Creo que su dicción es mucho más clara y entendible que esa que exhibe Esteban Lazo, quien a pesar de esa “revolución” no pudo aún abandonar la barrera que significa ser negro en una isla “comunista”, y sobre todo racista, en una isla que lo puso al frente de cierta “asamblea nacional”, así en minúsculas y entre comillas, para hacernos creer que no hay racismo en este país. Y nada es más racista que tener cuotas para hombres y mujeres de piel negra en los órganos de poder, para conseguir cierto figura’o. Y es muy curioso que Cuba mantenga aún ese discurso, como si las revoluciones la hicieran solo los filósofos, los “generales y doctores”. ¿Cuántos de los que subieron a la Sierra para hacer eso a lo que todavía llaman revolución eran letrados?
Maykel Osorbo es un hombre de su tiempo. No sé dónde vive Maykel, no me importa, pero sí sé que estuvo en San Isidro, que desanda las calles de La Habana, sin remilgos, sin complejos, usando la gracia que Dios le dio para hacer su revolución, para mostrar sus verdades. Maykel Osorbo grita claro y fuerte que: “Mejor que yo cualquiera, mejor que yo no hay dos”, y no es que se contradiga, es que está dispuesto a jugárselas todas, con sus verdades y enfrentado las diatribas que le dedica el gobierno y su aparato represor.

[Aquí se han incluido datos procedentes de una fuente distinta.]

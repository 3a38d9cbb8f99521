use std::env;
use std::time::Duration;

/// Configuration loaded from environment variables (with `.env` support
/// in the binaries). Every value has a default, so the viewers run
/// against a local ClickHouse out of the box.
pub struct Config {
    pub clickhouse_url: String,
    pub database: String,
    pub table: String,
    pub symbol: String,
    pub window_size: usize,
    pub scroll_step: usize,
    pub update_interval: Duration,
    pub web_bind: String,
}

impl Config {
    pub fn from_env() -> Self {
        Self {
            clickhouse_url: env::var("CLICKHOUSE_URL")
                .unwrap_or_else(|_| "http://localhost:8123".to_string()),
            database: env::var("CLICKHOUSE_DATABASE").unwrap_or_else(|_| "feature".to_string()),
            table: env::var("CHART_TABLE").unwrap_or_else(|_| "jm".to_string()),
            symbol: env::var("CHART_SYMBOL").unwrap_or_else(|_| "jm2509".to_string()),
            window_size: parse_env("WINDOW_SIZE", 200),
            scroll_step: parse_env("SCROLL_STEP", 1),
            update_interval: Duration::from_millis(parse_env("UPDATE_INTERVAL_MS", 5000)),
            web_bind: env::var("WEB_BIND").unwrap_or_else(|_| "0.0.0.0:8080".to_string()),
        }
    }
}

fn parse_env<T: std::str::FromStr>(key: &str, default: T) -> T {
    env::var(key)
        .ok()
        .and_then(|v| v.parse().ok())
        .unwrap_or(default)
}
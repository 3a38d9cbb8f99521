use {
    crate::engine::Frame as ChartFrame,
    crate::record::MarketRecord,
    ratatui::{
        layout::{Constraint, Direction, Layout, Rect},
        style::{Color, Modifier, Style},
        symbols::Marker,
        text::{Line, Span},
        widgets::{Axis, Block, Borders, Chart, Dataset, GraphType, Paragraph},
        Frame,
    },
};

/// Render the full TUI layout: chart on top, legend and statistics below.
pub fn render(f: &mut Frame, frame: Option<&ChartFrame>, symbol: &str) {
    let chunks = Layout::default()
        .direction(Direction::Vertical)
        .constraints([Constraint::Min(0), Constraint::Length(8)])
        .split(f.size());

    let bottom = Layout::default()
        .direction(Direction::Horizontal)
        .constraints([Constraint::Percentage(50), Constraint::Percentage(50)])
        .split(chunks[1]);

    match frame {
        Some(frame) => {
            render_chart(f, chunks[0], frame, symbol);
            render_stats(f, bottom[1], frame);
        }
        None => {
            let block = Block::default()
                .borders(Borders::ALL)
                .title(format!("{symbol} - waiting for data"));
            f.render_widget(block, chunks[0]);
            f.render_widget(
                Block::default().borders(Borders::ALL).title("Statistics"),
                bottom[1],
            );
        }
    }

    render_legend(f, bottom[0]);
}

fn render_chart(f: &mut Frame, area: Rect, frame: &ChartFrame, symbol: &str) {
    let price_points: Vec<(f64, f64)> = frame
        .prices
        .iter()
        .enumerate()
        .map(|(i, &p)| (i as f64, p))
        .collect();
    let oi_points: Vec<(f64, f64)> = frame
        .normalized_oi
        .iter()
        .enumerate()
        .map(|(i, &v)| (i as f64, v))
        .collect();

    let datasets = vec![
        Dataset::default()
            .name("Price")
            .marker(Marker::Braille)
            .graph_type(GraphType::Line)
            .style(Style::default().fg(Color::Green))
            .data(&price_points),
        Dataset::default()
            .name("Open Interest (normalized)")
            .marker(Marker::Braille)
            .graph_type(GraphType::Line)
            .style(Style::default().fg(Color::Red))
            .data(&oi_points),
    ];

    // Both series live in the price range after normalization.
    let y_min = frame.stats.min_price;
    let y_max = frame.stats.max_price;
    let y_pad = ((y_max - y_min) * 0.05).max(0.5);

    let x_max = (frame.prices.len().saturating_sub(1)) as f64;
    let x_labels = vec![
        Span::raw(time_label(frame.window_records().first())),
        Span::raw(time_label(frame.window_records().last())),
    ];

    let title = format!(
        "{} - Price and Open Interest (Records {})",
        symbol.to_uppercase(),
        frame.stats.window_info()
    );

    let chart = Chart::new(datasets)
        .block(Block::default().borders(Borders::ALL).title(title))
        .x_axis(
            Axis::default()
                .title("Time")
                .style(Style::default().fg(Color::White))
                .bounds([0.0, x_max])
                .labels(x_labels),
        )
        .y_axis(
            Axis::default()
                .title("Price")
                .style(Style::default().fg(Color::White))
                .bounds([y_min - y_pad, y_max + y_pad])
                .labels(vec![
                    Span::raw(format!("{:.1}", y_min)),
                    Span::raw(format!("{:.1}", (y_min + y_max) / 2.0)),
                    Span::raw(format!("{:.1}", y_max)),
                ]),
        );

    f.render_widget(chart, area);
}

fn render_legend(f: &mut Frame, area: Rect) {
    let text = vec![
        Line::from(vec![
            Span::styled("Green", Style::default().fg(Color::Green).add_modifier(Modifier::BOLD)),
            Span::raw(": Price  "),
            Span::styled("Red", Style::default().fg(Color::Red).add_modifier(Modifier::BOLD)),
            Span::raw(": Open Interest (normalized)"),
        ]),
        Line::from(""),
        Line::from("Press 'q' or Esc to quit"),
        Line::from("Press 'r' to refresh data"),
        Line::from("Press 'l' to load latest records only"),
        Line::from("Left/Right: manual scroll"),
    ];

    let block = Block::default().borders(Borders::ALL).title("Legend & Controls");
    f.render_widget(Paragraph::new(text).block(block), area);
}

fn render_stats(f: &mut Frame, area: Rect, frame: &ChartFrame) {
    let stats = &frame.stats;
    let records = frame.window_records();
    let time_range = format!("{} - {}", time_label(records.first()), time_label(records.last()));

    let text = vec![
        Line::from(format!("Time Range: {time_range}")),
        Line::from(format!("Avg Price: {:.2}", stats.avg_price)),
        Line::from(format!("Max Price: {:.2}", stats.max_price)),
        Line::from(format!("Min Price: {:.2}", stats.min_price)),
        Line::from(format!("Avg Open Interest: {:.0}", stats.avg_oi)),
        Line::from(format!("Window: {}", stats.window_info())),
    ];

    let block = Block::default().borders(Borders::ALL).title("Statistics");
    f.render_widget(Paragraph::new(text).block(block), area);
}

fn time_label(record: Option<&MarketRecord>) -> String {
    record
        .map(|r| r.time.format("%H:%M:%S").to_string())
        .unwrap_or_else(|| "N/A".to_string())
}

“¿De qué me van a hablar si me mantengo aquí?” Eso nos dice rapeando, y hasta ripiando el discurso comunista de trasnoche, y quizá también respondiendo a alguna crítica del exilio culto. Maykel no lee discursos previamente escritos por otros. Maykel habla desde lo que es y con sus instintos, con la fuerza de su voz, con la fuerza del macho que también le da un beso al socio, al “ambia”, y camina las calles de San Isidro con el torso desnudo, como muchos, con la certeza de que es merecedor de todas las libertades que le niegan. Habría que preguntarse quién formó a Maykel Osorbo, quién lo hizo un “marginal”, si es que lo fuera. Quién lo educó, quién le exigió que fuera como el Ché. Y si no fueron “ellos”, dime entonces quién. Maykel, como él mismo dice, quiere morir en su caimán, aunque lo “metan en cana”, como yo, y por eso lo aplaudo, por eso escribo estas líneas, porque Cuba no es de generales y doctores. Cuba es también de Maykel Osorbo.